This week I have been reflecting a whole lot on how much life can change in just 2 years. On this day exactly 2 years ago I was laying in a hospital bed in the ICU at Phoenix Children’s Hospital fighting sepsis, which meant that my own blood was poisoning my body. I had just moved back to Arizona on my own and was working on navigating this new phase of life and all of the accompanying ups and downs. I was terrified that I couldn’t beat sepsis. It felt like my body was shutting down. I experienced so much unconditional love from family and friends who covered me and my family in prayer and support that week.

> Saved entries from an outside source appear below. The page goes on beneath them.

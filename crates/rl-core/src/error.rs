//! Error types for RayLab

use thiserror::Error;

/// RayLab error type
#[derive(Error, Debug)]
pub enum Error {
    /// I/O error
    #[error("I/O error: {0}")]
    Io(#[from] std::io::Error),

    /// JSON parsing error
    #[error("JSON error: {0}")]
    Json(#[from] serde_json::Error),

    /// Validation error (non-positive counts, empty samples, bad arguments)
    #[error("Validation error: {0}")]
    Validation(String),

    /// Degenerate sample (zero-width histogram range)
    #[error("Degenerate sample: {0}")]
    DegenerateSample(String),

    /// Computation error (zero theoretical density and friends)
    #[error("Computation error: {0}")]
    Computation(String),
}

/// Result type alias
pub type Result<T> = std::result::Result<T, Error>;
//! Chi-squared goodness-of-fit test.
//!
//! The statistic is `Σ_k ((count_k / N) - p_theor_k)² / p_theor_k` over the
//! histogram bins. Note the denominator is the theoretical *density*, not
//! an expected count; this matches the experiment this tool reproduces and
//! is deliberately not the textbook Pearson form.

use rl_core::types::{FitStatistic, HistogramResult};
use rl_core::{Error, Result};
use statrs::distribution::{ChiSquared, ContinuousCDF};

/// Compute the chi-squared statistic for a histogram.
///
/// Errors with `Computation` if any bin's theoretical density is zero,
/// which cannot happen for the Rayleigh(1) density on a properly bounded
/// sample (midpoints stay strictly positive).
pub fn chi_squared(hist: &HistogramResult) -> Result<f64> {
    let n = hist.sample_size as f64;
    let mut statistic = 0.0;
    for bin in &hist.bins {
        if bin.p_theor == 0.0 {
            return Err(Error::Computation(format!(
                "zero theoretical density in bin {}",
                bin.index
            )));
        }
        let d = bin.count as f64 / n - bin.p_theor;
        statistic += d * d / bin.p_theor;
    }
    Ok(statistic)
}

/// Classify a statistic against an explicit critical value.
pub fn evaluate(statistic: f64, critical_value: f64) -> FitStatistic {
    FitStatistic::evaluate(statistic, critical_value)
}

/// Chi-squared critical value for `dof` degrees of freedom at significance
/// level `alpha` (the `1 - alpha` quantile).
pub fn critical_value(dof: usize, alpha: f64) -> Result<f64> {
    if dof == 0 {
        return Err(Error::Validation("dof must be > 0".to_string()));
    }
    if !(0.0..1.0).contains(&alpha) || alpha == 0.0 {
        return Err(Error::Validation(format!("alpha must be in (0, 1), got {}", alpha)));
    }
    let dist = ChiSquared::new(dof as f64)
        .map_err(|e| Error::Computation(format!("chi-squared({}): {}", dof, e)))?;
    Ok(dist.inverse_cdf(1.0 - alpha))
}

This life has been quite the rollercoaster from the very beginning. I was born 2 1/2 months early with fluid on my brain and without my right eye. I have been battling really bad anxiety, depression and an eating disorder for about 7 years now. I found out that I had POTS in 2016 which meant a lot of passing out and concussions because my body couldn’t compensate when I would stand up. I then discovered I had a paralyzed stomach which led to me being fed with tubes and through my veins for over a year. Then about a year and a half ago I was diagnosed with Lyme Disease which has included IV treatment therapy on a regular basis. I still have a central line port in my chest which is used for IV treatments, and a pacemaker in my stomach to help me be able to eat. I have spent the past 7 years in and out of the hospital, from blood infections to surgeries.

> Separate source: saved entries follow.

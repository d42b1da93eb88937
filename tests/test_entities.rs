use fat_runner::compute::{init_world, start_game};
use fat_runner::config::Config;
use fat_runner::entities::*;

#[test]
fn entity_clone_and_eq() {
    // Enums derive PartialEq: equality comparisons must work
    assert_eq!(EnemyKind::Batata, EnemyKind::Batata);
    assert_ne!(EnemyKind::Batata, EnemyKind::Refri);
    assert_eq!(PowerUpKind::Agua, PowerUpKind::Agua);
    assert_ne!(PowerUpKind::Agua, PowerUpKind::Suco);
    assert_eq!(GamePhase::Menu, GamePhase::Menu);
    assert_ne!(GamePhase::Playing, GamePhase::GameOver);
    assert_eq!(PlayerPose::Run, PlayerPose::Run);
    assert_ne!(PlayerPose::Idle, PlayerPose::Jump);
    assert_eq!(
        GameEvent::AteEnemy(EnemyKind::Pizza),
        GameEvent::AteEnemy(EnemyKind::Pizza)
    );
    assert_ne!(
        GameEvent::AteEnemy(EnemyKind::Pizza),
        GameEvent::AteEnemy(EnemyKind::Batata)
    );

    // Clone must produce an equal value
    let kind = EnemyKind::Coxinha;
    assert_eq!(kind.clone(), EnemyKind::Coxinha);
}

#[test]
fn kind_tables_cover_every_variant() {
    assert_eq!(EnemyKind::ALL.len(), 4);
    assert_eq!(PowerUpKind::ALL.len(), 2);
}

// ── Rect geometry ─────────────────────────────────────────────────────────────

#[test]
fn rect_from_midbottom_places_feet() {
    let r = Rect::from_midbottom(100.0, 440.0, 40.0, 80.0);
    assert_eq!(r.left(), 80.0);
    assert_eq!(r.right(), 120.0);
    assert_eq!(r.top(), 360.0);
    assert_eq!(r.bottom(), 440.0);
    assert_eq!(r.center_x(), 100.0);
}

#[test]
fn rect_overlap_requires_shared_area() {
    let a = Rect::new(0.0, 0.0, 10.0, 10.0);
    let b = Rect::new(5.0, 5.0, 10.0, 10.0);
    assert!(a.overlaps(&b));
    assert!(b.overlaps(&a));

    let apart = Rect::new(30.0, 0.0, 10.0, 10.0);
    assert!(!a.overlaps(&apart));
}

#[test]
fn rect_edge_contact_is_not_overlap() {
    let a = Rect::new(0.0, 0.0, 10.0, 10.0);
    let touching_right = Rect::new(10.0, 0.0, 10.0, 10.0);
    let touching_below = Rect::new(0.0, 10.0, 10.0, 10.0);
    assert!(!a.overlaps(&touching_right));
    assert!(!a.overlaps(&touching_below));
}

// ── Cloning the world ─────────────────────────────────────────────────────────

#[test]
fn game_world_clone_is_independent() {
    let original = start_game(&init_world(Config::default()).unwrap());
    let mut cloned = original.clone();

    // Mutating the clone must not affect the original
    cloned.player.rect.x = 999.0;
    cloned.player.weight = 159.0;
    cloned.difficulty = 3.0;
    cloned.enemies.push(Enemy {
        kind: EnemyKind::Batata,
        rect: Rect::new(500.0, 370.0, 70.0, 70.0),
        speed: 3.0,
    });
    cloned.boss = Some(Boss {
        rect: Rect::new(700.0, 340.0, 100.0, 100.0),
        vx: 5.0,
        hp: 3,
    });

    assert_eq!(original.player.weight, 115.0);
    assert_eq!(original.difficulty, 1.0);
    assert!(original.enemies.is_empty());
    assert!(original.boss.is_none());
}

The hope was that all of the medical interventions would at some point be helpful and provide relief. The one thing I can tell you is that it did and that it does have a purpose, and things are slowly getting better. Everything in the last 22 years that has led up to this point happened for a reason. All of the pain, heartache and the struggle has a purpose greater than I might ever truly understand. I grew up going to church with my family but never felt like I really had a true personal relationship with God. When all of the medical chaos started about 7 years ago, I felt lost, angry that I couldn’t understand how a loving God could allow pain and suffering, not just for me, but for all of the people that I have met along the way who are struggling too. I didn’t understand why it often felt like it was one thing after another. When I was struggling, so many amazing people came into my life that walked alongside me and encouraged me in my faith and in the hope that I have today. I would never have had the perspective that I do on faith and what it means to me personally if I didn’t go through that experience.

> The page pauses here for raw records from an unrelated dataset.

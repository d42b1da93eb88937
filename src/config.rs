//! All game tuning in one place.
//!
//! Every value a designer might want to touch lives in [`Config`];
//! `Config::default()` is the shipped game. Validation runs once at
//! startup and is the only fallible step in the whole crate: after
//! `validate()` passes, the simulation never errors, it saturates.

use thiserror::Error;

// ── Validation ────────────────────────────────────────────────────────────────

#[derive(Debug, Error)]
pub enum ConfigError {
    #[error("weight bounds are inverted: min {min} is not below max {max}")]
    WeightBounds { min: f32, max: f32 },
    #[error("starting weight {start} is outside [{min}, {max}]")]
    StartWeight { start: f32, min: f32, max: f32 },
    #[error("spawn interval floor {floor_ms} ms exceeds the base interval {base_ms} ms")]
    SpawnFloor { floor_ms: f32, base_ms: f32 },
    #[error("screen needs positive dimensions and a ground line inside them")]
    Screen,
    #[error("power-up spawn chance {0} is not a probability")]
    PowerUpChance(f64),
    #[error("boss speed cap {cap} is below the base speed {base}")]
    BossSpeedCap { cap: f32, base: f32 },
    #[error("world scroll speeds must be positive")]
    WorldSpeed,
}

// ── Sections ──────────────────────────────────────────────────────────────────

/// World-space viewport. The simulation works in pixels; the renderer
/// maps these to whatever cells it has.
#[derive(Clone, Debug)]
pub struct ScreenCfg {
    pub width: f32,
    pub height: f32,
    /// Height of the ground strip at the bottom of the screen.
    pub ground_margin: f32,
}

impl ScreenCfg {
    /// Y of the ground line entities stand on.
    pub fn ground_y(&self) -> f32 {
        self.height - self.ground_margin
    }
}

#[derive(Clone, Debug)]
pub struct PlayerCfg {
    pub width: f32,
    pub height: f32,
    /// Horizontal input speed, px per tick.
    pub speed: f32,
    /// Jump impulse at minimum weight, px per tick (negative = up).
    pub base_jump: f32,
    /// Added to the impulse as weight approaches max (weaker jump).
    pub jump_penalty: f32,
    /// Fraction of the sprite trimmed off the hitbox.
    pub hitbox_shrink: f32,
    pub freeze_ms: f32,
}

#[derive(Clone, Debug)]
pub struct EnemyCfg {
    /// Base horizontal speed before kind scale and difficulty, px per tick.
    pub speed_base: f32,
    pub speed_cap: f32,
    pub hitbox_shrink: f32,
    pub spawn_interval_ms: f32,
    pub min_interval_ms: f32,
    pub slow_ms: f32,
    /// Player speed multiplier while slowed.
    pub slow_factor: f32,
}

#[derive(Clone, Debug)]
pub struct PowerUpCfg {
    pub width: f32,
    pub height: f32,
    pub interval_ms: f32,
    /// Probability that a firing of the timer actually spawns one.
    pub chance: f64,
    /// Power-ups drift at speed_base times this factor.
    pub speed_factor: f32,
    /// Spawn height is ground minus a random 0..=drop_height px.
    pub drop_height: i32,
}

#[derive(Clone, Debug)]
pub struct BossCfg {
    pub width: f32,
    pub height: f32,
    pub hp: u32,
    pub speed_base: f32,
    pub speed_cap: f32,
    /// Magnitude gained per full `level_px` of player distance.
    pub speed_inc_per_level: f32,
    pub level_px: f32,
    /// Distance between boss spawns.
    pub spawn_dist: f32,
    /// Stomps count when the player's hitbox bottom is within this many
    /// px above the boss top.
    pub stomp_tolerance: f32,
    /// Player vy after a successful stomp, as a fraction of base_jump.
    pub stomp_bounce: f32,
}

#[derive(Clone, Debug)]
pub struct WorldCfg {
    /// Scroll speed, px per second.
    pub speed: f32,
    /// Scroll speed after the first boss goes down, for the rest of the run.
    pub post_boss_speed: f32,
}

#[derive(Clone, Debug)]
pub struct WeightCfg {
    pub start: f32,
    pub min: f32,
    pub max: f32,
    /// Lost per px of input-driven movement.
    pub loss_per_dx: f32,
    /// Lost per px of world scroll.
    pub loss_per_run_px: f32,
    /// Gained per enemy eaten.
    pub gain_enemy: f32,
    /// Multiplier applied on boss side/bottom contact.
    pub boss_hit_factor: f32,
}

#[derive(Clone, Debug)]
pub struct BoostCfg {
    /// Distance between difficulty boosts.
    pub dist: f32,
    pub spawn_mult: f32,
    pub diff_add: f32,
}

// ── Master config ─────────────────────────────────────────────────────────────

#[derive(Clone, Debug)]
pub struct Config {
    pub screen: ScreenCfg,
    /// Gravity, px per tick squared.
    pub gravity: f32,
    pub player: PlayerCfg,
    pub enemy: EnemyCfg,
    pub powerup: PowerUpCfg,
    pub boss: BossCfg,
    pub world: WorldCfg,
    pub weight: WeightCfg,
    pub boost: BoostCfg,
}

impl Default for Config {
    fn default() -> Self {
        Config {
            screen: ScreenCfg {
                width: 960.0,
                height: 540.0,
                ground_margin: 100.0,
            },
            gravity: 0.6,
            player: PlayerCfg {
                width: 48.0,
                height: 96.0,
                speed: 6.0,
                base_jump: -12.0,
                jump_penalty: 6.0,
                hitbox_shrink: 0.3,
                freeze_ms: 2000.0,
            },
            enemy: EnemyCfg {
                speed_base: 3.0,
                speed_cap: 12.0,
                hitbox_shrink: 0.4,
                spawn_interval_ms: 1500.0,
                min_interval_ms: 300.0,
                slow_ms: 2000.0,
                slow_factor: 0.1,
            },
            powerup: PowerUpCfg {
                width: 80.0,
                height: 80.0,
                interval_ms: 6000.0,
                chance: 0.4,
                speed_factor: 0.8,
                drop_height: 120,
            },
            boss: BossCfg {
                width: 100.0,
                height: 100.0,
                hp: 3,
                speed_base: 5.0,
                speed_cap: 15.0,
                speed_inc_per_level: 1.0,
                level_px: 10_000.0,
                spawn_dist: 20_000.0,
                stomp_tolerance: 10.0,
                stomp_bounce: 0.8,
            },
            world: WorldCfg {
                speed: 200.0,
                post_boss_speed: 260.0,
            },
            weight: WeightCfg {
                start: 115.0,
                min: 70.0,
                max: 160.0,
                loss_per_dx: 0.02,
                loss_per_run_px: 0.005,
                gain_enemy: 10.0,
                boss_hit_factor: 1.33,
            },
            boost: BoostCfg {
                dist: 20_000.0,
                spawn_mult: 0.95,
                diff_add: 0.05,
            },
        }
    }
}

impl Config {
    /// Reject inconsistent tuning before the first tick. Everything the
    /// simulation clamps at runtime assumes these hold.
    pub fn validate(&self) -> Result<(), ConfigError> {
        let wt = &self.weight;
        if wt.min >= wt.max {
            return Err(ConfigError::WeightBounds {
                min: wt.min,
                max: wt.max,
            });
        }
        if wt.start < wt.min || wt.start > wt.max {
            return Err(ConfigError::StartWeight {
                start: wt.start,
                min: wt.min,
                max: wt.max,
            });
        }
        if self.enemy.min_interval_ms > self.enemy.spawn_interval_ms {
            return Err(ConfigError::SpawnFloor {
                floor_ms: self.enemy.min_interval_ms,
                base_ms: self.enemy.spawn_interval_ms,
            });
        }
        if self.screen.width <= 0.0
            || self.screen.height <= 0.0
            || self.screen.ground_margin >= self.screen.height
        {
            return Err(ConfigError::Screen);
        }
        if !(0.0..=1.0).contains(&self.powerup.chance) {
            return Err(ConfigError::PowerUpChance(self.powerup.chance));
        }
        if self.boss.speed_cap < self.boss.speed_base {
            return Err(ConfigError::BossSpeedCap {
                cap: self.boss.speed_cap,
                base: self.boss.speed_base,
            });
        }
        if self.world.speed <= 0.0 || self.world.post_boss_speed <= 0.0 {
            return Err(ConfigError::WorldSpeed);
        }
        Ok(())
    }
}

It has been a gradual process of slowly being able to see the beauty and hope that can only be seen when you are in the depths of struggle. I see the beauty in the relationships I have made when we related to each other based on the things we were going through. I see hope in the progress that has been made over 2 years, and that the last time I was inpatient hospitalized was in April 2019! I am now able to eat with a lot less pain, which I am so thankful for because that was never a guarantee. I see hope in being able to travel to see family and being able to laugh more in 5 days than I have in a really long time. I see hope in being able to find some stability and finally start working on my degree and start taking classes again. I see a lot of hope in being able to look back at the past 7 years and know that I am so grateful for these little, but impactful things that have come from pain.
I promise there is even good coming out of COVID-19. It has encouraged us to be more caring, kind, and thoughtful to those around us. It has helped us slow down in some ways and spend quality time virtually and now gradually in-person with people we love. It has pushed us to be thankful for even the little things and to never take things for granted. It has even reminded us of the importance of covering our cough/sneeze and how to wash our hands 😉
My life is so far from perfect. I continue to struggle and am still sick. I still experience pain. Even still, I am so incredibly thankful because I have a good perspective on what hope continues to mean in my life. I have great peace in knowing that even if I am never “cured,” it isn’t for nothing. This life isn’t made to be perfect, it is how we find the purpose in the imperfect.